Craft of Writing Books on Kindle

When I fire up the 3G connection to visit the Kindle Store or drop by on my computer, I am greeted with a list of recommendations, and many of them are right on.   James Scott Bell, the author of Writing Fiction for All You’re Worth is one of my favorite writers on writing.   I bought his Plot & Structure and Revision & Self-Editing at my local Half-Price Books, but I might have missed this one without Amazon’s suggestion..

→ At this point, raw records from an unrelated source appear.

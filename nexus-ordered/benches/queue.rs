//! Benchmarks comparing the bounded priority queue against
//! `std::collections::BinaryHeap`.
//!
//! Run with: cargo bench --bench queue

use std::collections::BinaryHeap;

use criterion::{Criterion, Throughput, black_box, criterion_group, criterion_main};
use nexus_ordered::PriorityQueue;
use nexus_ordered::sort::{heapsort, quicksort};
use rand::rngs::SmallRng;
use rand::{Rng, SeedableRng};

const CAPACITY: usize = 4_096;

fn random_priorities() -> Vec<u64> {
    let mut rng = SmallRng::seed_from_u64(7);
    (0..CAPACITY).map(|_| rng.random_range(0..1_000_000)).collect()
}

// ============================================================================
// Push/Pop Benchmarks
// ============================================================================

fn bench_fill_drain(c: &mut Criterion) {
    let mut group = c.benchmark_group("fill_drain");
    group.throughput(Throughput::Elements(CAPACITY as u64));
    let priorities = random_priorities();

    // Pre-allocate ONCE, drained by every iteration
    let mut queue: PriorityQueue<u64, u32> = PriorityQueue::with_capacity(CAPACITY).unwrap();
    let mut heap = BinaryHeap::with_capacity(CAPACITY);

    group.bench_function("priority_queue", |b| {
        b.iter(|| {
            for (id, &p) in priorities.iter().enumerate() {
                queue.push(black_box(p), id as u32).unwrap();
            }
            while let Ok(pair) = queue.pop() {
                black_box(pair);
            }
        });
    });

    group.bench_function("binary_heap", |b| {
        b.iter(|| {
            for (id, &p) in priorities.iter().enumerate() {
                heap.push((black_box(p), id as u32));
            }
            while let Some(pair) = heap.pop() {
                black_box(pair);
            }
        });
    });

    group.finish();
}

fn bench_change_priority(c: &mut Criterion) {
    let mut group = c.benchmark_group("change_priority");
    let priorities = random_priorities();

    let mut queue: PriorityQueue<u64, u32> = PriorityQueue::with_capacity(CAPACITY).unwrap();
    for (id, &p) in priorities.iter().enumerate() {
        queue.push(p, id as u32).unwrap();
    }
    let mut rng = SmallRng::seed_from_u64(8);

    group.bench_function("by_index", |b| {
        b.iter(|| {
            let index = rng.random_range(0..CAPACITY);
            let p = rng.random_range(0..1_000_000);
            black_box(queue.change_priority(index, p).unwrap());
        });
    });

    group.finish();
}

// ============================================================================
// Sort Benchmarks
// ============================================================================

fn bench_sort(c: &mut Criterion) {
    let mut group = c.benchmark_group("sort");
    group.throughput(Throughput::Elements(CAPACITY as u64));
    let input = random_priorities();

    group.bench_function("quicksort", |b| {
        b.iter(|| {
            let mut v = input.clone();
            quicksort(black_box(&mut v));
            v
        });
    });

    group.bench_function("heapsort", |b| {
        b.iter(|| {
            let mut v = input.clone();
            heapsort(black_box(&mut v));
            v
        });
    });

    group.bench_function("std_unstable", |b| {
        b.iter(|| {
            let mut v = input.clone();
            black_box(&mut v).sort_unstable();
            v
        });
    });

    group.finish();
}

criterion_group!(benches, bench_fill_drain, bench_change_priority, bench_sort);
criterion_main!(benches);
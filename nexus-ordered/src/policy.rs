//! Value policy: how a container orders and disposes of its elements.
//!
//! Every container is built with a [`ValuePolicy`], fixed for its lifetime:
//!
//! - a [`Compare`] implementation defining a total order, and
//! - an optional [`Release`] hook run on each element the container
//!   disposes of itself (delete, clear, drop), right before the element's
//!   own `Drop`.
//!
//! Element size is simply `size_of::<T>()`; copying an element in is a move.
//!
//! # Records with a tiebreaker
//!
//! Ordered trees reject comparator-equal elements. When records are keyed
//! by a field that is not unique (say, a student's grade), a common idiom is
//! to break ties on a unique secondary field so every record is distinct:
//!
//! ```
//! use core::cmp::Ordering;
//! use nexus_ordered::{AvlTree, Tree};
//!
//! struct Student {
//!     grade: u32,
//!     index: u32,
//! }
//!
//! let by_grade = |a: &Student, b: &Student| {
//!     a.grade.cmp(&b.grade).then(a.index.cmp(&b.index))
//! };
//!
//! let mut tree: AvlTree<Student, _> = Tree::with_compare(by_grade);
//! tree.insert(Student { grade: 90, index: 0 }).unwrap();
//! tree.insert(Student { grade: 90, index: 1 }).unwrap();
//! assert_eq!(tree.len(), 2);
//! ```

use core::cmp::Ordering;
use core::fmt;

/// A total order over `T`.
///
/// Must be deterministic, antisymmetric and transitive. Containers treat
/// `Ordering::Equal` as "same element".
///
/// Implemented for [`Natural`], [`Reversed`], the comparators in
/// [`compare`](crate::compare), and any `Fn(&T, &T) -> Ordering`.
pub trait Compare<T: ?Sized> {
    /// Compares two elements.
    fn compare(&self, a: &T, b: &T) -> Ordering;
}

impl<T: ?Sized, F> Compare<T> for F
where
    F: Fn(&T, &T) -> Ordering,
{
    #[inline]
    fn compare(&self, a: &T, b: &T) -> Ordering {
        self(a, b)
    }
}

/// Orders elements by their `Ord` implementation.
#[derive(Debug, Clone, Copy, Default, PartialEq, Eq)]
pub struct Natural;

impl<T: Ord + ?Sized> Compare<T> for Natural {
    #[inline]
    fn compare(&self, a: &T, b: &T) -> Ordering {
        a.cmp(b)
    }
}

/// Inverts another comparator.
///
/// ```
/// use nexus_ordered::{Compare, Natural, Reversed};
/// use core::cmp::Ordering;
///
/// assert_eq!(Reversed(Natural).compare(&1, &2), Ordering::Greater);
/// ```
#[derive(Debug, Clone, Copy, Default, PartialEq, Eq)]
pub struct Reversed<C>(pub C);

impl<T: ?Sized, C: Compare<T>> Compare<T> for Reversed<C> {
    #[inline]
    fn compare(&self, a: &T, b: &T) -> Ordering {
        self.0.compare(b, a)
    }
}

/// Hook run on an element right before the container drops it.
///
/// The hook may touch only the element it is given.
pub struct Release<T> {
    hook: Box<dyn FnMut(&mut T) + Send>,
}

impl<T> Release<T> {
    /// Wraps a release hook.
    pub fn new<F>(hook: F) -> Self
    where
        F: FnMut(&mut T) + Send + 'static,
    {
        Self {
            hook: Box::new(hook),
        }
    }

    /// Runs the hook on `value`.
    #[inline]
    pub fn run(&mut self, value: &mut T) {
        (self.hook)(value);
    }
}

impl<T> fmt::Debug for Release<T> {
    fn fmt(&self, f: &mut fmt::Formatter<'_>) -> fmt::Result {
        f.write_str("Release(..)")
    }
}

/// Per-container element rules.
#[derive(Debug)]
pub struct ValuePolicy<T, C> {
    compare: C,
    release: Option<Release<T>>,
}

impl<T, C> ValuePolicy<T, C> {
    /// Policy with the given comparator and no release hook.
    pub fn new(compare: C) -> Self {
        Self {
            compare,
            release: None,
        }
    }

    /// Policy with a comparator and an optional release hook.
    pub fn with_release(compare: C, release: Option<Release<T>>) -> Self {
        Self { compare, release }
    }

    /// Returns the comparator.
    #[inline]
    pub fn comparator(&self) -> &C {
        &self.compare
    }

    /// Returns `true` if a release hook is installed.
    #[inline]
    pub fn has_release(&self) -> bool {
        self.release.is_some()
    }

    /// Disposes of an element the container is done with.
    #[inline]
    pub fn release(&mut self, mut value: T) {
        if let Some(release) = &mut self.release {
            release.run(&mut value);
        }
        drop(value);
    }
}

impl<T, C: Compare<T>> ValuePolicy<T, C> {
    /// Compares two elements under this policy.
    #[inline]
    pub fn compare(&self, a: &T, b: &T) -> Ordering {
        self.compare.compare(a, b)
    }
}

impl<T, C: Compare<T> + Default> Default for ValuePolicy<T, C> {
    fn default() -> Self {
        Self::new(C::default())
    }
}

#[cfg(test)]
mod tests {
    use super::*;
    use std::sync::Arc;
    use std::sync::atomic::{AtomicUsize, Ordering as AtomicOrdering};

    #[test]
    fn natural_and_reversed() {
        assert_eq!(Natural.compare(&1, &2), Ordering::Less);
        assert_eq!(Natural.compare("b", "a"), Ordering::Greater);
        assert_eq!(Reversed(Natural).compare(&1, &2), Ordering::Greater);
        assert_eq!(Reversed(Reversed(Natural)).compare(&1, &2), Ordering::Less);
    }

    #[test]
    fn closures_compare() {
        let by_len = |a: &&str, b: &&str| a.len().cmp(&b.len());
        assert_eq!(by_len.compare(&"aaa", &"b"), Ordering::Greater);
    }

    #[test]
    fn release_hook_runs_once_per_element() {
        let count = Arc::new(AtomicUsize::new(0));
        let seen = Arc::clone(&count);
        let mut policy = ValuePolicy::with_release(
            Natural,
            Some(Release::new(move |_: &mut u32| {
                seen.fetch_add(1, AtomicOrdering::Relaxed);
            })),
        );

        assert!(policy.has_release());
        policy.release(1);
        policy.release(2);
        assert_eq!(count.load(AtomicOrdering::Relaxed), 2);
    }

    #[test]
    fn release_without_hook_just_drops() {
        let mut policy: ValuePolicy<String, Natural> = ValuePolicy::default();
        assert!(!policy.has_release());
        policy.release(String::from("gone"));
    }

    #[test]
    fn tiebreaker_makes_records_distinct() {
        #[derive(Debug)]
        struct Record {
            grade: u32,
            index: u32,
        }

        let policy = ValuePolicy::new(|a: &Record, b: &Record| {
            a.grade.cmp(&b.grade).then(a.index.cmp(&b.index))
        });
        let a = Record { grade: 70, index: 0 };
        let b = Record { grade: 70, index: 1 };
        assert_eq!(policy.compare(&a, &b), Ordering::Less);
        assert_eq!(policy.compare(&a, &a), Ordering::Equal);
    }
}
//! Canonical comparators for integers and fixed-width strings.

use core::cmp::Ordering;
use core::fmt;
use core::hash::{Hash, Hasher};

use crate::Compare;

/// Three-way comparison of signed integers through saturating subtraction.
///
/// `a - b` is computed with saturation, so the sign of the difference is
/// always right even where plain subtraction would overflow.
#[derive(Debug, Clone, Copy, Default, PartialEq, Eq)]
pub struct Ints;

macro_rules! impl_ints {
    ($($ty:ty),*) => {
        $(
            impl Compare<$ty> for Ints {
                #[inline]
                fn compare(&self, a: &$ty, b: &$ty) -> Ordering {
                    a.saturating_sub(*b).signum().cmp(&0)
                }
            }
        )*
    };
}

impl_ints!(i8, i16, i32, i64, i128, isize);

/// Compares two signed integers; same as [`Ints`].
///
/// ```
/// use core::cmp::Ordering;
/// use nexus_ordered::compare::compare_ints;
///
/// assert_eq!(compare_ints(&i64::MIN, &1), Ordering::Less);
/// assert_eq!(compare_ints(&7, &7), Ordering::Equal);
/// ```
#[inline]
pub fn compare_ints<T>(a: &T, b: &T) -> Ordering
where
    Ints: Compare<T>,
{
    Ints.compare(a, b)
}

/// A string stored in exactly `N` bytes, NUL-padded.
///
/// The logical contents end at the first NUL byte or at `N` bytes,
/// whichever comes first. Ordering is lexicographic over those contents.
///
/// ```
/// use nexus_ordered::compare::FixedStr;
///
/// let a: FixedStr<8> = FixedStr::new("apple");
/// let b: FixedStr<8> = FixedStr::new("applesauce"); // truncated to 8 bytes
///
/// assert_eq!(b.as_str(), Some("applesau"));
/// assert!(a < b);
/// ```
#[derive(Clone, Copy)]
pub struct FixedStr<const N: usize> {
    bytes: [u8; N],
}

impl<const N: usize> FixedStr<N> {
    /// Copies `s` in, truncating at the last char boundary that fits.
    pub fn new(s: &str) -> Self {
        let mut end = s.len().min(N);
        while !s.is_char_boundary(end) {
            end -= 1;
        }
        let mut bytes = [0u8; N];
        bytes[..end].copy_from_slice(&s.as_bytes()[..end]);
        Self { bytes }
    }

    /// Wraps raw bytes as stored.
    pub const fn from_bytes(bytes: [u8; N]) -> Self {
        Self { bytes }
    }

    /// The logical contents, up to the first NUL.
    pub fn as_bytes(&self) -> &[u8] {
        let end = self.bytes.iter().position(|&b| b == 0).unwrap_or(N);
        &self.bytes[..end]
    }

    /// The contents as `&str`, if they are valid UTF-8.
    pub fn as_str(&self) -> Option<&str> {
        core::str::from_utf8(self.as_bytes()).ok()
    }

    /// The full `N`-byte buffer.
    pub const fn raw(&self) -> &[u8; N] {
        &self.bytes
    }
}

impl<const N: usize> Default for FixedStr<N> {
    fn default() -> Self {
        Self { bytes: [0; N] }
    }
}

impl<const N: usize> fmt::Debug for FixedStr<N> {
    fn fmt(&self, f: &mut fmt::Formatter<'_>) -> fmt::Result {
        match self.as_str() {
            Some(s) => write!(f, "FixedStr({s:?})"),
            None => write!(f, "FixedStr({:?})", self.as_bytes()),
        }
    }
}

// Bytes past the terminator are padding and take no part in equality.
impl<const N: usize> PartialEq for FixedStr<N> {
    fn eq(&self, other: &Self) -> bool {
        self.as_bytes() == other.as_bytes()
    }
}

impl<const N: usize> Eq for FixedStr<N> {}

impl<const N: usize> Hash for FixedStr<N> {
    fn hash<H: Hasher>(&self, state: &mut H) {
        self.as_bytes().hash(state);
    }
}

impl<const N: usize> Ord for FixedStr<N> {
    fn cmp(&self, other: &Self) -> Ordering {
        compare_fixed_str(&self.bytes, &other.bytes)
    }
}

impl<const N: usize> PartialOrd for FixedStr<N> {
    fn partial_cmp(&self, other: &Self) -> Option<Ordering> {
        Some(self.cmp(other))
    }
}

/// Compares NUL-terminated byte strings of width `N`.
#[derive(Debug, Clone, Copy, Default, PartialEq, Eq)]
pub struct FixedStrs;

impl<const N: usize> Compare<[u8; N]> for FixedStrs {
    #[inline]
    fn compare(&self, a: &[u8; N], b: &[u8; N]) -> Ordering {
        compare_fixed_str(a, b)
    }
}

impl<const N: usize> Compare<FixedStr<N>> for FixedStrs {
    #[inline]
    fn compare(&self, a: &FixedStr<N>, b: &FixedStr<N>) -> Ordering {
        compare_fixed_str(&a.bytes, &b.bytes)
    }
}

/// Lexicographic comparison of two `N`-byte buffers, stopping at the first
/// NUL in either one (`strncmp` with width `N`).
pub fn compare_fixed_str<const N: usize>(a: &[u8; N], b: &[u8; N]) -> Ordering {
    for (&x, &y) in a.iter().zip(b.iter()) {
        match x.cmp(&y) {
            Ordering::Equal if x == 0 => return Ordering::Equal,
            Ordering::Equal => {}
            unequal => return unequal,
        }
    }
    Ordering::Equal
}

#[cfg(test)]
mod tests {
    use super::*;

    #[test]
    fn ints_three_way() {
        assert_eq!(Ints.compare(&-5i32, &3), Ordering::Less);
        assert_eq!(Ints.compare(&3i32, &-5), Ordering::Greater);
        assert_eq!(Ints.compare(&0i8, &0), Ordering::Equal);
    }

    #[test]
    fn ints_survive_overflowing_difference() {
        assert_eq!(Ints.compare(&i32::MAX, &i32::MIN), Ordering::Greater);
        assert_eq!(Ints.compare(&i32::MIN, &i32::MAX), Ordering::Less);
        assert_eq!(compare_ints(&i64::MIN, &i64::MAX), Ordering::Less);
    }

    #[test]
    fn fixed_str_stops_at_nul() {
        let a = *b"ab\0zzzzz";
        let b = *b"ab\0aaaaa";
        assert_eq!(compare_fixed_str(&a, &b), Ordering::Equal);

        let c = *b"abc\0\0\0\0\0";
        assert_eq!(compare_fixed_str(&a, &c), Ordering::Less);
        assert_eq!(FixedStrs.compare(&c, &a), Ordering::Greater);
    }

    #[test]
    fn fixed_str_full_width_has_no_terminator() {
        let a = *b"abcd";
        let b = *b"abce";
        assert_eq!(compare_fixed_str(&a, &b), Ordering::Less);
        assert_eq!(compare_fixed_str(&a, &a), Ordering::Equal);
    }

    #[test]
    fn fixed_str_truncates_on_char_boundary() {
        let s: FixedStr<4> = FixedStr::new("aé€");
        // 'a' (1) + 'é' (2) fits, '€' (3) does not.
        assert_eq!(s.as_str(), Some("aé"));
        assert_eq!(s.raw()[3], 0);
    }

    #[test]
    fn fixed_str_padding_is_ignored() {
        let a = FixedStr::from_bytes(*b"ab\0zz");
        let b = FixedStr::from_bytes(*b"ab\0\0\0");
        assert_eq!(a, b);
        assert_eq!(a.cmp(&b), Ordering::Equal);
        assert_eq!(a, FixedStr::new("ab"));
    }

    #[test]
    fn fixed_str_ordering() {
        let mut words: Vec<FixedStr<6>> = ["pear", "apple", "fig", "apricot"]
            .into_iter()
            .map(FixedStr::new)
            .collect();
        words.sort();
        let words: Vec<_> = words.iter().map(|w| w.as_str().unwrap()).collect();
        assert_eq!(words, ["apple", "aprico", "fig", "pear"]);
    }
}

Writing Fiction for All You’re Worth is a collection of essays and blog posts in e-book form only, which in itself illustrates some of the points Bell makes about e-publishing.  I grabbed it because I know and love his earlier books. Bell has an established audience for this type of publishing. Most of us don’t. And much of what is currently being self-published, Bell warns, is not quite ready for prime time.

Bell’s essays contain a wealth of information, advice, and encouragement, divided into sections on The Writing World (including such topics as “Just Because You Wrote It Doesn’t Mean You Should Publish It”), The Writing Life (“Is the Outlook for Fiction Bleak?”, “10 Things You need to Know About Agents,” “When Should You Quite Writing,” and many more), and The Writing Craft (“Ten Ideas from One Article, “What’s in a Name?”, “Synopsis Writing Made Easy,” and lots of others)  The book concludes with interviews with a dozen well-known writers.

It’s a shortish book, but I can’t tell you exactly how short. It’s on my Kindle, so it has no page numbers.  I miss page numbers, and I miss being able to flip back and forth between pages, especially in non-fiction.  But Writing Fiction for All You’re Worth does have a fully interactive table of contents, so the essays are easily accessible.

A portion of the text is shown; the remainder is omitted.